In fact, according to a study covering more than 400,000 active credit files, some modification options can actually increase your score rather than depress it. Other alternatives can tank your score and take years to rehabilitate.
The study was conducted by VantageScore Solutions, a joint venture created by the three national credit bureaus: Equifax, Experian and TransUnion. The VantageScore, being used by growing numbers of mortgage lenders and banks, is designed to be an alternative to the FICO score.
The VantageScore scale runs from 501 to 990, with low scores indicating high risk for the lender.
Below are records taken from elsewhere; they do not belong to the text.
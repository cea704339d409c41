// =============================================================================
// config.rs — THE KNOBS
// =============================================================================
//
// Every tunable lives here and every one of them can be overridden with a
// FREIGHT_TRACE_ environment variable (or a .env file, for people who have
// their life together). Defaults are what the tracking UI has always used:
// 30 minute cache, two attempts two seconds apart, two workers.
//
// Carrier sources that speak plain JSON over HTTP can be wired in through
// FREIGHT_TRACE_ADAPTERS without writing any code:
//
//   FREIGHT_TRACE_ADAPTERS="msk|Maersk|https://api.example/track/{value}|primary;
//                           cosco|COSCO|https://cosco.example/q?no={value}|deferred"
// =============================================================================

use std::env;
use std::time::Duration;

use tracing::warn;

use crate::adapters::Tier;
use crate::error::ConfigError;

#[derive(Debug, Clone)]
pub struct Config {
    // =========================================================================
    // LOOKUP CACHE
    // =========================================================================
    /// How long a successful lookup stays good. Default: 30 minutes.
    pub cache_ttl: Duration,

    /// Upper bound on distinct values remembered at once.
    pub cache_capacity: usize,

    // =========================================================================
    // SEARCH SESSION
    // =========================================================================
    /// Attempts per value before we give up. Default: 2.
    pub max_attempts: u32,

    /// Fixed wait between attempts. Default: 2 seconds.
    pub retry_backoff: Duration,

    /// Concurrent workers for multi-value searches. Default: 2.
    pub worker_pool_size: usize,

    // =========================================================================
    // ADAPTERS
    // =========================================================================
    /// Adapters are supposed to settle on their own. This is the backstop
    /// for the ones that don't.
    pub adapter_timeout: Duration,

    /// reqwest client timeout for HTTP-backed adapters.
    pub http_timeout: Duration,

    /// JSON-over-HTTP adapters declared in the environment.
    pub http_adapters: Vec<HttpAdapterDef>,
}

/// One `id|name|url-template|tier` entry from FREIGHT_TRACE_ADAPTERS.
#[derive(Debug, Clone, PartialEq, Eq)]
pub struct HttpAdapterDef {
    pub id: String,
    pub name: String,
    /// Must contain `{value}`.
    pub url_template: String,
    pub tier: Tier,
}

impl Default for Config {
    fn default() -> Self {
        Self {
            cache_ttl: Duration::from_secs(30 * 60),
            cache_capacity: 1_000,
            max_attempts: 2,
            retry_backoff: Duration::from_millis(2_000),
            worker_pool_size: 2,
            adapter_timeout: Duration::from_secs(90),
            http_timeout: Duration::from_secs(30),
            http_adapters: Vec::new(),
        }
    }
}

impl Config {
    /// Load configuration from the environment, falling back to defaults
    /// for anything unset or unparseable.
    pub fn from_env() -> Self {
        let _ = dotenvy::dotenv();
        let defaults = Config::default();

        Config {
            cache_ttl: Duration::from_secs(
                env_or_default("FREIGHT_TRACE_CACHE_TTL_SECS", "1800")
                    .parse()
                    .unwrap_or(defaults.cache_ttl.as_secs()),
            ),
            cache_capacity: env_or_default("FREIGHT_TRACE_CACHE_CAPACITY", "1000")
                .parse()
                .unwrap_or(defaults.cache_capacity),

            max_attempts: env_or_default("FREIGHT_TRACE_MAX_ATTEMPTS", "2")
                .parse::<u32>()
                .map(|n| n.max(1))
                .unwrap_or(defaults.max_attempts),
            retry_backoff: Duration::from_millis(
                env_or_default("FREIGHT_TRACE_RETRY_BACKOFF_MS", "2000")
                    .parse()
                    .unwrap_or(2_000),
            ),
            worker_pool_size: env_or_default("FREIGHT_TRACE_WORKER_POOL_SIZE", "2")
                .parse::<usize>()
                .map(|n| n.max(1))
                .unwrap_or(defaults.worker_pool_size),

            adapter_timeout: Duration::from_secs(
                env_or_default("FREIGHT_TRACE_ADAPTER_TIMEOUT_SECS", "90")
                    .parse()
                    .unwrap_or(90),
            ),
            http_timeout: Duration::from_secs(
                env_or_default("FREIGHT_TRACE_HTTP_TIMEOUT_SECS", "30")
                    .parse()
                    .unwrap_or(30),
            ),
            http_adapters: parse_adapter_list(&env_or_default("FREIGHT_TRACE_ADAPTERS", "")),
        }
    }
}

/// Parse the `;`-separated adapter list. Bad entries are logged and
/// skipped; one typo should not take every other carrier down with it.
pub fn parse_adapter_list(raw: &str) -> Vec<HttpAdapterDef> {
    raw.split(';')
        .map(str::trim)
        .filter(|entry| !entry.is_empty())
        .filter_map(|entry| match parse_adapter_def(entry) {
            Ok(def) => Some(def),
            Err(e) => {
                warn!(error = %e, "Skipping adapter definition");
                None
            }
        })
        .collect()
}

fn parse_adapter_def(entry: &str) -> Result<HttpAdapterDef, ConfigError> {
    let parts: Vec<&str> = entry.split('|').map(str::trim).collect();
    let (id, name, url_template, tier) = match parts.as_slice() {
        [id, name, url] => (*id, *name, *url, "primary"),
        [id, name, url, tier] => (*id, *name, *url, *tier),
        _ => return Err(ConfigError::MalformedAdapter(entry.to_string())),
    };

    if id.is_empty() || name.is_empty() || url_template.is_empty() {
        return Err(ConfigError::MalformedAdapter(entry.to_string()));
    }
    if !url_template.contains("{value}") {
        return Err(ConfigError::MissingPlaceholder { id: id.to_string() });
    }

    let tier = match tier.to_ascii_lowercase().as_str() {
        "" | "primary" => Tier::Primary,
        "deferred" => Tier::Deferred,
        other => {
            return Err(ConfigError::UnknownTier {
                id: id.to_string(),
                tier: other.to_string(),
            })
        }
    };

    Ok(HttpAdapterDef {
        id: id.to_string(),
        name: name.to_string(),
        url_template: url_template.to_string(),
        tier,
    })
}

fn env_or_default(key: &str, default: &str) -> String {
    env::var(key).unwrap_or_else(|_| default.to_string())
}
FICO scores run from 300 to 850. According to Sarah Davies, VantageScore Solutions' senior vice president for analytics, the two scores show roughly similar impacts of loan modifications, short sales, foreclosures and bankruptcies on consumers with similar credit histories.
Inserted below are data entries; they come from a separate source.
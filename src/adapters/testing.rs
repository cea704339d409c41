//! Scripted adapter for orchestrator and session tests.

use std::collections::VecDeque;
use std::sync::atomic::{AtomicBool, AtomicUsize, Ordering};
use std::sync::Arc;
use std::time::Duration;

use async_trait::async_trait;
use parking_lot::Mutex;
use tokio_util::sync::CancellationToken;

use super::{CarrierAdapter, Tier};
use crate::error::AdapterError;
use crate::models::{Container, TrackingResult};

#[derive(Debug, Clone)]
pub enum Step {
    Found(TrackingResult),
    Nothing,
    Fail(String),
    /// Never settles and ignores cancellation.
    Hang,
}

/// Plays back a list of steps, one per `track` call. The last step repeats
/// once the script runs out.
pub struct ScriptedAdapter {
    id: String,
    name: String,
    tier: Tier,
    delay: Duration,
    ignores_cancel: bool,
    steps: Mutex<VecDeque<Step>>,
    calls: AtomicUsize,
    saw_cancel: AtomicBool,
}

impl ScriptedAdapter {
    pub fn new(id: &str, first: Step) -> Self {
        Self {
            id: id.to_string(),
            name: id.to_uppercase(),
            tier: Tier::Primary,
            delay: Duration::ZERO,
            ignores_cancel: false,
            steps: Mutex::new(VecDeque::from([first])),
            calls: AtomicUsize::new(0),
            saw_cancel: AtomicBool::new(false),
        }
    }

    pub fn found(id: &str, result: TrackingResult) -> Self {
        Self::new(id, Step::Found(result))
    }

    pub fn nothing(id: &str) -> Self {
        Self::new(id, Step::Nothing)
    }

    pub fn failing(id: &str, message: &str) -> Self {
        Self::new(id, Step::Fail(message.to_string()))
    }

    pub fn then(self, step: Step) -> Self {
        self.steps.lock().push_back(step);
        self
    }

    pub fn after(mut self, delay: Duration) -> Self {
        self.delay = delay;
        self
    }

    /// Sit out the whole delay even after cancellation.
    pub fn stubborn(mut self) -> Self {
        self.ignores_cancel = true;
        self
    }

    pub fn deferred(mut self) -> Self {
        self.tier = Tier::Deferred;
        self
    }

    pub fn shared(self) -> Arc<Self> {
        Arc::new(self)
    }

    pub fn calls(&self) -> usize {
        self.calls.load(Ordering::SeqCst)
    }

    pub fn saw_cancel(&self) -> bool {
        self.saw_cancel.load(Ordering::SeqCst)
    }
}

#[async_trait]
impl CarrierAdapter for ScriptedAdapter {
    fn id(&self) -> &str {
        &self.id
    }

    fn display_name(&self) -> &str {
        &self.name
    }

    fn tier(&self) -> Tier {
        self.tier
    }

    async fn track(
        &self,
        _value: &str,
        cancel: CancellationToken,
    ) -> Result<Option<TrackingResult>, AdapterError> {
        self.calls.fetch_add(1, Ordering::SeqCst);
        let step = {
            let mut steps = self.steps.lock();
            if steps.len() > 1 {
                steps.pop_front()
            } else {
                steps.front().cloned()
            }
        };

        if self.ignores_cancel {
            tokio::time::sleep(self.delay).await;
        } else if !self.delay.is_zero() {
            tokio::select! {
                _ = tokio::time::sleep(self.delay) => {}
                _ = cancel.cancelled() => {
                    self.saw_cancel.store(true, Ordering::SeqCst);
                    return Ok(None);
                }
            }
        }

        match step.unwrap_or(Step::Nothing) {
            Step::Found(result) => Ok(Some(result)),
            Step::Nothing => Ok(None),
            Step::Fail(message) => Err(AdapterError::Other(message)),
            Step::Hang => std::future::pending().await,
        }
    }
}

/// A result carrying a bill of lading and one container.
pub fn result_with(carrier: &str, bl_no: &str, container_no: &str) -> TrackingResult {
    let mut result = TrackingResult::new(carrier);
    result.bl_no = Some(bl_no.to_string());
    result.containers.push(Container::new(container_no));
    result
}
People with excellent scores at the time of a loan modification — those who have paid their mortgage and other credit accounts on time — might find their score depressed by 30 to 40 points after a modification that involved deferral of payments for a period of months.
The same consumers could see a small net gain in their scores — about 10 to 30 points on average — if their lender modified their loan by forgiving 10 percent of the balance owed and choosing not to report that forgiveness as a charge-off to the credit bureaus. If the lender reports a charge-off, the score could drop by 100 points or more.
Modifications involving what lenders call "recapitalizations" — rolling delinquent payments and fees into a new balance typically carrying a more affordable interest rate — can also increase scores modestly, the study found. On the other hand, homeowners who do not pursue — or whose lenders do not grant — modifications can end up in short sales, foreclosure or bankruptcy with major hits to their scores.
For homeowners with good credit, a short sale can lower their scores 130 points instantly. A foreclosure for the same homeowner is worse: a 140-point decline. A bankruptcy filing almost certainly means a drop of up to 365 points.
"If someone is on the margin and can find a way to avoid bankruptcy," said Barrett Burns, CEO of VantageScore, not only should he or she pursue it but "ought to know what the consequences are."
VantageScore also examined how quickly homeowners could bounce back from one or more negative events connected with their mortgage.
Imagine borrowers who start with a score just above 600. Restructuring their loan drops their score more than 100 points. Their score can rebound to 700 in just nine months if they make on-time payments on all of their credit accounts.
Borrowers who file for bankruptcy can expect only minimal gains in scores plus a huge negative mark on their credit files for at least seven years.
Other noteworthy findings in the study:
• Credit scores assign disproportionate weight to mortgage payments over other accounts.
• Growing numbers of homeowners appear to be ignoring this by paying credit cards and auto loans while going delinquent on mortgages.
Davies said it's not yet clear whether this is a temporary trend connected with the housing boom and bust or a longer-term shift. But whichever the case, it's the wrong strategy for borrowers who care about their credit scores.